*** Block opens ***
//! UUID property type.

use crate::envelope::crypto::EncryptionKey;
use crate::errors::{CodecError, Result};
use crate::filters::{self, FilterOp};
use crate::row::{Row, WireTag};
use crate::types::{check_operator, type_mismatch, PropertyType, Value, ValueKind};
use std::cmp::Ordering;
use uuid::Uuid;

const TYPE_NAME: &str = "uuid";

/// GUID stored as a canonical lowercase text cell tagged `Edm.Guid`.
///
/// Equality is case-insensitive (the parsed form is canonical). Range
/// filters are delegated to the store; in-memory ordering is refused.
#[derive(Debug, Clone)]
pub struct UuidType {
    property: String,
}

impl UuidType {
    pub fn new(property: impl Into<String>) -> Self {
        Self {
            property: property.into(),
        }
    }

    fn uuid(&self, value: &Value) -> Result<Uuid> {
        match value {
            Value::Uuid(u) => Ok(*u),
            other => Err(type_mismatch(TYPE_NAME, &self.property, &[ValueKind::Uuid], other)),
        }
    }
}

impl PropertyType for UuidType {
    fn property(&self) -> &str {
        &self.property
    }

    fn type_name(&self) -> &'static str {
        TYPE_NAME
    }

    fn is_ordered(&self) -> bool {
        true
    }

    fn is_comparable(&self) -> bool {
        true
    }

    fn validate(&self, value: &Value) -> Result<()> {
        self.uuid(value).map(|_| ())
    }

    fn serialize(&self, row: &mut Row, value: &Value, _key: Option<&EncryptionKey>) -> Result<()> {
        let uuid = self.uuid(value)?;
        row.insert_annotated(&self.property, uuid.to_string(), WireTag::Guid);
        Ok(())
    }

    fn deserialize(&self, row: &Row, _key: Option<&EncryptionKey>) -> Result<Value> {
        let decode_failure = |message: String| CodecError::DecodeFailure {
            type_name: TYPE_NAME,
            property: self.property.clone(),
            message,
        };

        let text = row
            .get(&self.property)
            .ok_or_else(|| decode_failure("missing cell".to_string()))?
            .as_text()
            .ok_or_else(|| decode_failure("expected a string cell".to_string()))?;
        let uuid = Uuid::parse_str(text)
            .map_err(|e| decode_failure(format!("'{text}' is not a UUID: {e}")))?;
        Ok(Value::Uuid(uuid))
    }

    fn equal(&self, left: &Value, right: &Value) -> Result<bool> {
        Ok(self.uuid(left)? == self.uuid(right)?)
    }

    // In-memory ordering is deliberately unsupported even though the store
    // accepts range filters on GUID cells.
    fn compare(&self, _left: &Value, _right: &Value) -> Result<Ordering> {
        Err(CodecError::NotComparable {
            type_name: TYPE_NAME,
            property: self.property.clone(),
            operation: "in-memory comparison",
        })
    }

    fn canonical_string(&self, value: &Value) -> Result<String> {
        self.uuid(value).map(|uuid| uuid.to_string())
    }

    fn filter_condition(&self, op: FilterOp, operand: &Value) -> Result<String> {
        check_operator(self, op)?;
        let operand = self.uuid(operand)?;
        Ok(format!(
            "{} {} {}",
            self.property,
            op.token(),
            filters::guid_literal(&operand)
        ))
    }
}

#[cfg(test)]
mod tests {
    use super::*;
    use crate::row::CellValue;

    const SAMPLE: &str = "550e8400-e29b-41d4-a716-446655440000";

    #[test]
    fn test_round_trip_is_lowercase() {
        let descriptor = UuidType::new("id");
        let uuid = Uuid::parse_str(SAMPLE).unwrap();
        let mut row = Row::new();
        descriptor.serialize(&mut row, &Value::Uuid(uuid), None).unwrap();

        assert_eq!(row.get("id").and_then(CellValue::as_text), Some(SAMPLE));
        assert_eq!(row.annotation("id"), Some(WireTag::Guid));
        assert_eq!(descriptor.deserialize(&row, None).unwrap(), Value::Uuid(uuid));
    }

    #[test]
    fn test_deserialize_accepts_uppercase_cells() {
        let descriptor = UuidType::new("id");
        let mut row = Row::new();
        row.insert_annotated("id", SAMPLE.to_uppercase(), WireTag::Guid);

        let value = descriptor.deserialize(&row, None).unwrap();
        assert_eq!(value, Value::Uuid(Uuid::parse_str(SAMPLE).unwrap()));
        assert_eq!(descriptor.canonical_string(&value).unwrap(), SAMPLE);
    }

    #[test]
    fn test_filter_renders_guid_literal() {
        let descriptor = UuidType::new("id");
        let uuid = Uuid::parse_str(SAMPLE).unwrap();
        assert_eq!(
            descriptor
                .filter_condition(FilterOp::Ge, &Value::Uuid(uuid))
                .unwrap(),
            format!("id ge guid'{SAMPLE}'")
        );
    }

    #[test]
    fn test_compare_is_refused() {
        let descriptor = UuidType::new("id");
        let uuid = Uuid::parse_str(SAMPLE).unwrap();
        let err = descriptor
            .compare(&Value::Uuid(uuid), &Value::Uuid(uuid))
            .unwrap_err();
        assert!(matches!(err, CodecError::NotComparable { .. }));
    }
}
*** Block closes ***
The task requires an exact transcription of all the data.

SOLUTION TO THE EXERCISE -
//! UUID property type.

use crate::envelope::crypto::EncryptionKey;
use crate::errors::{CodecError, Result};
use crate::filters::{self, FilterOp};
use crate::row::{Row, WireTag};
use crate::types::{check_operator, type_mismatch, PropertyType, Value, ValueKind};
use std::cmp::Ordering;
use uuid::Uuid;

const TYPE_NAME: &str = "uuid";

/// GUID stored as a canonical lowercase text cell tagged `Edm.Guid`.
///
/// Equality is case-insensitive (the parsed form is canonical). Range
/// filters are delegated to the store; in-memory ordering is refused.
#[derive(Debug, Clone)]
pub struct UuidType {
    property: String,
}

impl UuidType {
    pub fn new(property: impl Into<String>) -> Self {
        Self {
            property: property.into(),
        }
    }

    fn uuid(&self, value: &Value) -> Result<Uuid> {
        match value {
            Value::Uuid(u) => Ok(*u),
            other => Err(type_mismatch(TYPE_NAME, &self.property, &[ValueKind::Uuid], other)),
        }
    }
}

impl PropertyType for UuidType {
    fn property(&self) -> &str {
        &self.property
    }

    fn type_name(&self) -> &'static str {
        TYPE_NAME
    }

    fn is_ordered(&self) -> bool {
        true
    }

    fn is_comparable(&self) -> bool {
        true
    }

    fn validate(&self, value: &Value) -> Result<()> {
        self.uuid(value).map(|_| ())
    }

    fn serialize(&self, row: &mut Row, value: &Value, _key: Option<&EncryptionKey>) -> Result<()> {
        let uuid = self.uuid(value)?;
        row.insert_annotated(&self.property, uuid.to_string(), WireTag::Guid);
        Ok(())
    }

    fn deserialize(&self, row: &Row, _key: Option<&EncryptionKey>) -> Result<Value> {
        let decode_failure = |message: String| CodecError::DecodeFailure {
            type_name: TYPE_NAME,
            property: self.property.clone(),
            message,
        };

        let text = row
            .get(&self.property)
            .ok_or_else(|| decode_failure("missing cell".to_string()))?
            .as_text()
            .ok_or_else(|| decode_failure("expected a string cell".to_string()))?;
        let uuid = Uuid::parse_str(text)
            .map_err(|e| decode_failure(format!("'{text}' is not a UUID: {e}")))?;
        Ok(Value::Uuid(uuid))
    }

    fn equal(&self, left: &Value, right: &Value) -> Result<bool> {
        Ok(self.uuid(left)? == self.uuid(right)?)
    }

    // In-memory ordering is deliberately unsupported even though the store
    // accepts range filters on GUID cells.
    fn compare(&self, _left: &Value, _right: &Value) -> Result<Ordering> {
        Err(CodecError::NotComparable {
            type_name: TYPE_NAME,
            property: self.property.clone(),
            operation: "in-memory comparison",
        })
    }

    fn canonical_string(&self, value: &Value) -> Result<String> {
        self.uuid(value).map(|uuid| uuid.to_string())
    }

    fn filter_condition(&self, op: FilterOp, operand: &Value) -> Result<String> {
        check_operator(self, op)?;
        let operand = self.uuid(operand)?;
        Ok(format!(
            "{} {} {}",
            self.property,
            op.token(),
            filters::guid_literal(&operand)
        ))
    }
}

#[cfg(test)]
mod tests {
    use super::*;
    use crate::row::CellValue;

    const SAMPLE: &str = "550e8400-e29b-41d4-a716-446655440000";

    #[test]
    fn test_round_trip_is_lowercase() {
        let descriptor = UuidType::new("id");
        let uuid = Uuid::parse_str(SAMPLE).unwrap();
        let mut row = Row::new();
        descriptor.serialize(&mut row, &Value::Uuid(uuid), None).unwrap();

        assert_eq!(row.get("id").and_then(CellValue::as_text), Some(SAMPLE));
        assert_eq!(row.annotation("id"), Some(WireTag::Guid));
        assert_eq!(descriptor.deserialize(&row, None).unwrap(), Value::Uuid(uuid));
    }

    #[test]
    fn test_deserialize_accepts_uppercase_cells() {
        let descriptor = UuidType::new("id");
        let mut row = Row::new();
        row.insert_annotated("id", SAMPLE.to_uppercase(), WireTag::Guid);

        let value = descriptor.deserialize(&row, None).unwrap();
        assert_eq!(value, Value::Uuid(Uuid::parse_str(SAMPLE).unwrap()));
        assert_eq!(descriptor.canonical_string(&value).unwrap(), SAMPLE);
    }

    #[test]
    fn test_filter_renders_guid_literal() {
        let descriptor = UuidType::new("id");
        let uuid = Uuid::parse_str(SAMPLE).unwrap();
        assert_eq!(
            descriptor
                .filter_condition(FilterOp::Ge, &Value::Uuid(uuid))
                .unwrap(),
            format!("id ge guid'{SAMPLE}'")
        );
    }

    #[test]
    fn test_compare_is_refused() {
        let descriptor = UuidType::new("id");
        let uuid = Uuid::parse_str(SAMPLE).unwrap();
        let err = descriptor
            .compare(&Value::Uuid(uuid), &Value::Uuid(uuid))
            .unwrap_err();
        assert!(matches!(err, CodecError::NotComparable { .. }));
    }
}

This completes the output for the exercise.